> [Exercise brief]:
Copy the entries exactly, leaving out nothing.

[Stored data entries]
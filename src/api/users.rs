use axum::{
    extract::{Path, State},
    http::StatusCode,
    response::IntoResponse,
    Extension, Json,
};
use serde::Deserialize;
use std::sync::Arc;

use crate::{
    auth::{hash_password, Claims},
    db::queries,
    error::{ApiResult, AppError},
    AppState,
};

#[derive(Deserialize)]
pub struct CreateUserRequest {
    pub username: Option<String>,
    pub password: Option<String>,
}

#[derive(Deserialize)]
pub struct ChangePasswordRequest {
    pub password: Option<String>,
}

/// GET /api/users
pub async fn list_users(State(state): State<Arc<AppState>>) -> ApiResult<impl IntoResponse> {
    let admins = queries::list_admins(&state.pool)
        .await
        .map_err(|e| AppError::internal("Failed to fetch users", e))?;
    Ok(Json(admins))
}

/// POST /api/users
pub async fn create_user(
    State(state): State<Arc<AppState>>,
    Json(req): Json<CreateUserRequest>,
) -> ApiResult<impl IntoResponse> {
    let username = req.username.map(|u| u.trim().to_string()).filter(|u| !u.is_empty());
    let (Some(username), Some(password)) = (username, req.password.filter(|p| !p.is_empty())) else {
        return Err(AppError::bad_request("Username and password required"));
    };

    let hash = hash_password(password)
        .await
        .map_err(|e| AppError::internal("Failed to create user", e))?;
    let id = queries::insert_admin(&state.pool, &username, &hash)
        .await
        .map_err(|e| AppError::from_db(e, "Username already exists", "Failed to create user"))?;

    tracing::info!("Portal admin '{}' created", username);
    Ok((
        StatusCode::CREATED,
        Json(serde_json::json!({ "id": id, "username": username })),
    ))
}

/// DELETE /api/users/:id
pub async fn delete_user(
    State(state): State<Arc<AppState>>,
    Extension(claims): Extension<Claims>,
    Path(id): Path<i64>,
) -> ApiResult<impl IntoResponse> {
    if claims.admin_id() == Some(id) {
        return Err(AppError::bad_request("You cannot delete your own account"));
    }

    let deleted = queries::delete_admin(&state.pool, id)
        .await
        .map_err(|e| AppError::internal("Failed to delete user", e))?;
    if deleted {
        tracing::info!("Portal admin {} deleted by '{}'", id, claims.username);
    }
    Ok(Json(serde_json::json!({ "message": "User deleted" })))
}

/// PUT /api/users/:id/password
pub async fn change_password(
    State(state): State<Arc<AppState>>,
    Path(id): Path<i64>,
    Json(req): Json<ChangePasswordRequest>,
) -> ApiResult<impl IntoResponse> {
    let Some(password) = req.password.filter(|p| !p.is_empty()) else {
        return Err(AppError::bad_request("Password required"));
    };

    let hash = hash_password(password)
        .await
        .map_err(|e| AppError::internal("Failed to update password", e))?;
    let updated = queries::update_admin_password(&state.pool, id, &hash)
        .await
        .map_err(|e| AppError::internal("Failed to update password", e))?;
    if !updated {
        return Err(AppError::not_found("User not found"));
    }

    tracing::info!("Password changed for portal admin {}", id);
    Ok(Json(serde_json::json!({ "message": "Password updated successfully" })))
}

> [Exercise result]:
filename src/api/users.rs
use axum::{
    extract::{Path, State},
    http::StatusCode,
    response::IntoResponse,
    Extension, Json,
};
use serde::Deserialize;
use std::sync::Arc;

use crate::{
    auth::{hash_password, Claims},
    db::queries,
    error::{ApiResult, AppError},
    AppState,
};

#[derive(Deserialize)]
pub struct CreateUserRequest {
    pub username: Option<String>,
    pub password: Option<String>,
}

#[derive(Deserialize)]
pub struct ChangePasswordRequest {
    pub password: Option<String>,
}

/// GET /api/users
pub async fn list_users(State(state): State<Arc<AppState>>) -> ApiResult<impl IntoResponse> {
    let admins = queries::list_admins(&state.pool)
        .await
        .map_err(|e| AppError::internal("Failed to fetch users", e))?;
    Ok(Json(admins))
}

/// POST /api/users
pub async fn create_user(
    State(state): State<Arc<AppState>>,
    Json(req): Json<CreateUserRequest>,
) -> ApiResult<impl IntoResponse> {
    let username = req.username.map(|u| u.trim().to_string()).filter(|u| !u.is_empty());
    let (Some(username), Some(password)) = (username, req.password.filter(|p| !p.is_empty())) else {
        return Err(AppError::bad_request("Username and password required"));
    };

    let hash = hash_password(password)
        .await
        .map_err(|e| AppError::internal("Failed to create user", e))?;
    let id = queries::insert_admin(&state.pool, &username, &hash)
        .await
        .map_err(|e| AppError::from_db(e, "Username already exists", "Failed to create user"))?;

    tracing::info!("Portal admin '{}' created", username);
    Ok((
        StatusCode::CREATED,
        Json(serde_json::json!({ "id": id, "username": username })),
    ))
}

/// DELETE /api/users/:id
pub async fn delete_user(
    State(state): State<Arc<AppState>>,
    Extension(claims): Extension<Claims>,
    Path(id): Path<i64>,
) -> ApiResult<impl IntoResponse> {
    if claims.admin_id() == Some(id) {
        return Err(AppError::bad_request("You cannot delete your own account"));
    }

    let deleted = queries::delete_admin(&state.pool, id)
        .await
        .map_err(|e| AppError::internal("Failed to delete user", e))?;
    if deleted {
        tracing::info!("Portal admin {} deleted by '{}'", id, claims.username);
    }
    Ok(Json(serde_json::json!({ "message": "User deleted" })))
}

/// PUT /api/users/:id/password
pub async fn change_password(
    State(state): State<Arc<AppState>>,
    Path(id): Path<i64>,
    Json(req): Json<ChangePasswordRequest>,
) -> ApiResult<impl IntoResponse> {
    let Some(password) = req.password.filter(|p| !p.is_empty()) else {
        return Err(AppError::bad_request("Password required"));
    };

    let hash = hash_password(password)
        .await
        .map_err(|e| AppError::internal("Failed to update password", e))?;
    let updated = queries::update_admin_password(&state.pool, id, &hash)
        .await
        .map_err(|e| AppError::internal("Failed to update password", e))?;
    if !updated {
        return Err(AppError::not_found("User not found"));
    }

    tracing::info!("Password changed for portal admin {}", id);
    Ok(Json(serde_json::json!({ "message": "Password updated successfully" })))
}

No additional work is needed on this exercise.